Our bus dropped us off in Mui Ne, one long road set back from the beach. All along the beach front were expensive resorts with beach access, so we enquired at some of the guesthouses on the other side of the road. We found a nice little air-conditioned room at Houang Vu for 10US$ a night.
Mui Ne is famous for it's constant cross-onshore wind and many kitesurfing and winsurfing centres, so after dumping our bags we crossed the road and cut through one of the posh hotels to the beach in order to investigate. Up until now, and actually for many years, I'd had no intention of learning to kitesurf but, after chatting to Jeff, one of the instructors at Fly Kitesurfing School, I became a bit more tempted. I figured it was now or never. We had no other plans while we were here, other than soaking up the sun and relaxing, so it seemed like a good opportunity. Jeff explained the available courses and prices, and said that if I wanted to learn, he could teach me himself. He seemed like a down-to-earth and patient guy, so I started to consider it seriously. We went
for some food, but by the time we'd stuffed our bellies and got back to the centre it was shut. Maybe this was fate, I thought!
The next morning though I went back and signed up for a seven-hour, one-to-one course, starting that morning. I went and got my beach stuff on and went back for my lesson. At first he taught me about the kite, how to set it up and pack it away, emergency procedures, and how to fly the kite on the land. At first I was terrified flying a 10.5m² kite in 20 knot winds, but compared to the small foil kites I had flown on land, it was really stable! I learnt to fly the kite with one hand only, a skill needed for the water, and to control it at ten, eleven, one, and two o'clock in the wind 'window'. I then got kitted up with a helmet and a bright pink lifejacket (which helped other kitesurfers stay out my way) and went into the water. At first I held onto the back of Jeff's harness, and learned the principles of body-dragging upwind, using my body and one arm as a rudder. Once
I got the idea I took the kite myself, and Jeff held onto me, ensuring that I didn't fly off into the sky. He was fab, really encouraging, and gave me constant feedback throughout. We were going to do some power strokes, but I was already feeling the strain on my forearms where I didn't even know I had muscles, so we decided to leave it there for day one.

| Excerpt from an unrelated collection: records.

//! wgpu render pipeline setup

use std::sync::Arc;

use glam::Vec2;
use thiserror::Error;
use wgpu::util::DeviceExt;
use winit::window::Window;

use super::vertex::{Vertex, colors};
use crate::consts::{SCREEN_HEIGHT, SCREEN_WIDTH};
use crate::pixel_to_ndc;

#[derive(Debug, Error)]
pub enum RenderInitError {
    #[error("failed to create surface: {0}")]
    CreateSurface(String),
    #[error("no suitable graphics adapter: {0}")]
    RequestAdapter(String),
    #[error("failed to create device: {0}")]
    RequestDevice(String),
    #[error("surface reports no supported formats")]
    NoSurfaceFormat,
}

/// Main render state
pub struct RenderState {
    pub surface: wgpu::Surface<'static>,
    pub device: wgpu::Device,
    pub queue: wgpu::Queue,
    pub config: wgpu::SurfaceConfiguration,
    pub pipeline: wgpu::RenderPipeline,
    /// Surface size in physical pixels
    pub size: (u32, u32),
}

impl RenderState {
    pub async fn new(window: Arc<Window>) -> Result<Self, RenderInitError> {
        let inner = window.inner_size();
        let (width, height) = (inner.width.max(1), inner.height.max(1));

        let instance = wgpu::Instance::new(&wgpu::InstanceDescriptor {
            backends: wgpu::Backends::PRIMARY,
            ..Default::default()
        });

        let surface = instance
            .create_surface(window)
            .map_err(|e| RenderInitError::CreateSurface(e.to_string()))?;

        let adapter = instance
            .request_adapter(&wgpu::RequestAdapterOptions {
                power_preference: wgpu::PowerPreference::default(),
                compatible_surface: Some(&surface),
                force_fallback_adapter: false,
            })
            .await
            .map_err(|e| RenderInitError::RequestAdapter(e.to_string()))?;

        log::info!("Using adapter: {:?}", adapter.get_info().name);

        let (device, queue) = adapter
            .request_device(&wgpu::DeviceDescriptor {
                label: Some("dodge-block-device"),
                required_features: wgpu::Features::empty(),
                required_limits: wgpu::Limits::downlevel_defaults(),
                memory_hints: Default::default(),
                trace: Default::default(),
                experimental_features: Default::default(),
            })
            .await
            .map_err(|e| RenderInitError::RequestDevice(e.to_string()))?;

        // Linear format so 0-255 palette values land on screen unchanged
        let surface_caps = surface.get_capabilities(&adapter);
        let surface_format = surface_caps
            .formats
            .iter()
            .find(|f| !f.is_srgb())
            .or_else(|| surface_caps.formats.first())
            .copied()
            .ok_or(RenderInitError::NoSurfaceFormat)?;
        let alpha_mode = surface_caps
            .alpha_modes
            .first()
            .copied()
            .unwrap_or(wgpu::CompositeAlphaMode::Auto);
        log::info!("Surface format: {:?}", surface_format);

        let config = wgpu::SurfaceConfiguration {
            usage: wgpu::TextureUsages::RENDER_ATTACHMENT,
            format: surface_format,
            width,
            height,
            present_mode: wgpu::PresentMode::AutoVsync,
            alpha_mode,
            view_formats: vec![],
            desired_maximum_frame_latency: 2,
        };
        surface.configure(&device, &config);

        let pipeline = create_pipeline(&device, config.format);

        Ok(Self {
            surface,
            device,
            queue,
            config,
            pipeline,
            size: (width, height),
        })
    }

    pub fn resize(&mut self, new_width: u32, new_height: u32) {
        if new_width > 0 && new_height > 0 {
            self.size = (new_width, new_height);
            self.config.width = new_width;
            self.config.height = new_height;
            self.surface.configure(&self.device, &self.config);
        }
    }

    /// Reapply the current configuration after a lost or outdated surface
    pub fn reconfigure(&mut self) {
        self.surface.configure(&self.device, &self.config);
    }

    /// Upload pixel-space vertices and render one frame
    pub fn render(&mut self, vertices: &[Vertex]) -> Result<(), wgpu::SurfaceError> {
        // The canvas is always 600x500; the surface scales it to the window
        let canvas = Vec2::new(SCREEN_WIDTH, SCREEN_HEIGHT);
        let ndc_vertices: Vec<Vertex> = vertices
            .iter()
            .map(|v| {
                let p = pixel_to_ndc(Vec2::from(v.position), canvas);
                Vertex::new(p.x, p.y, v.color)
            })
            .collect();

        let output = self.surface.get_current_texture()?;
        let view = output
            .texture
            .create_view(&wgpu::TextureViewDescriptor::default());

        let mut encoder = self
            .device
            .create_command_encoder(&wgpu::CommandEncoderDescriptor {
                label: Some("render_encoder"),
            });

        let vertex_buffer = (!ndc_vertices.is_empty()).then(|| {
            self.device
                .create_buffer_init(&wgpu::util::BufferInitDescriptor {
                    label: Some("vertex_buffer"),
                    contents: bytemuck::cast_slice(&ndc_vertices),
                    usage: wgpu::BufferUsages::VERTEX,
                })
        });

        {
            let [r, g, b, a] = colors::BACKGROUND;
            let mut render_pass = encoder.begin_render_pass(&wgpu::RenderPassDescriptor {
                label: Some("render_pass"),
                color_attachments: &[Some(wgpu::RenderPassColorAttachment {
                    view: &view,
                    resolve_target: None,
                    ops: wgpu::Operations {
                        load: wgpu::LoadOp::Clear(wgpu::Color {
                            r: r as f64,
                            g: g as f64,
                            b: b as f64,
                            a: a as f64,
                        }),
                        store: wgpu::StoreOp::Store,
                    },
                    depth_slice: None,
                })],
                depth_stencil_attachment: None,
                timestamp_writes: None,
                occlusion_query_set: None,
                multiview_mask: None,
            });

            if let Some(buffer) = &vertex_buffer {
                render_pass.set_pipeline(&self.pipeline);
                render_pass.set_vertex_buffer(0, buffer.slice(..));
                render_pass.draw(0..ndc_vertices.len() as u32, 0..1);
            }
        }

        self.queue.submit(std::iter::once(encoder.finish()));
        output.present();

        Ok(())
    }
}

/// Flat-color triangle pipeline with alpha blending
fn create_pipeline(device: &wgpu::Device, format: wgpu::TextureFormat) -> wgpu::RenderPipeline {
    let shader = device.create_shader_module(wgpu::ShaderModuleDescriptor {
        label: Some("flat_shader"),
        source: wgpu::ShaderSource::Wgsl(include_str!("shader.wgsl").into()),
    });

    let layout = device.create_pipeline_layout(&wgpu::PipelineLayoutDescriptor {
        label: Some("flat_pipeline_layout"),
        bind_group_layouts: &[],
        immediate_size: 0,
    });

    device.create_render_pipeline(&wgpu::RenderPipelineDescriptor {
        label: Some("flat_pipeline"),
        layout: Some(&layout),
        vertex: wgpu::VertexState {
            module: &shader,
            entry_point: Some("vs_main"),
            buffers: &[Vertex::desc()],
            compilation_options: Default::default(),
        },
        fragment: Some(wgpu::FragmentState {
            module: &shader,
            entry_point: Some("fs_main"),
            targets: &[Some(wgpu::ColorTargetState {
                format,
                blend: Some(wgpu::BlendState::ALPHA_BLENDING),
                write_mask: wgpu::ColorWrites::ALL,
            })],
            compilation_options: Default::default(),
        }),
        primitive: wgpu::PrimitiveState {
            topology: wgpu::PrimitiveTopology::TriangleList,
            cull_mode: None,
            ..Default::default()
        },
        depth_stencil: None,
        multisample: wgpu::MultisampleState::default(),
        multiview_mask: None,
        cache: None,
    })
}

The next morning Ross hired some equipment from Mr Lee, a friendly local Vietnamese guy, with the cheapest rental prices on the beach. He started with an 11m², but as the wind was slightly fickle in the morning, he quickly swopped to a 14m². He had a couple of hours blasting up and down before joining me for moral support and paparazzi duties during my afternoon lesson. The lesson went surprisingly well again and I got to grips with doing power strokes, body-dragging by myself, and body-dragging with a board in one hand to get out over the shore break. This skill is really important because when you get going, wipe out and lose your board, you need to body-drag upwind to fetch it. Having done this successfully, we
called it a day as my aforementioned forearms were feeling the strain, and I wanted to finish on a high note.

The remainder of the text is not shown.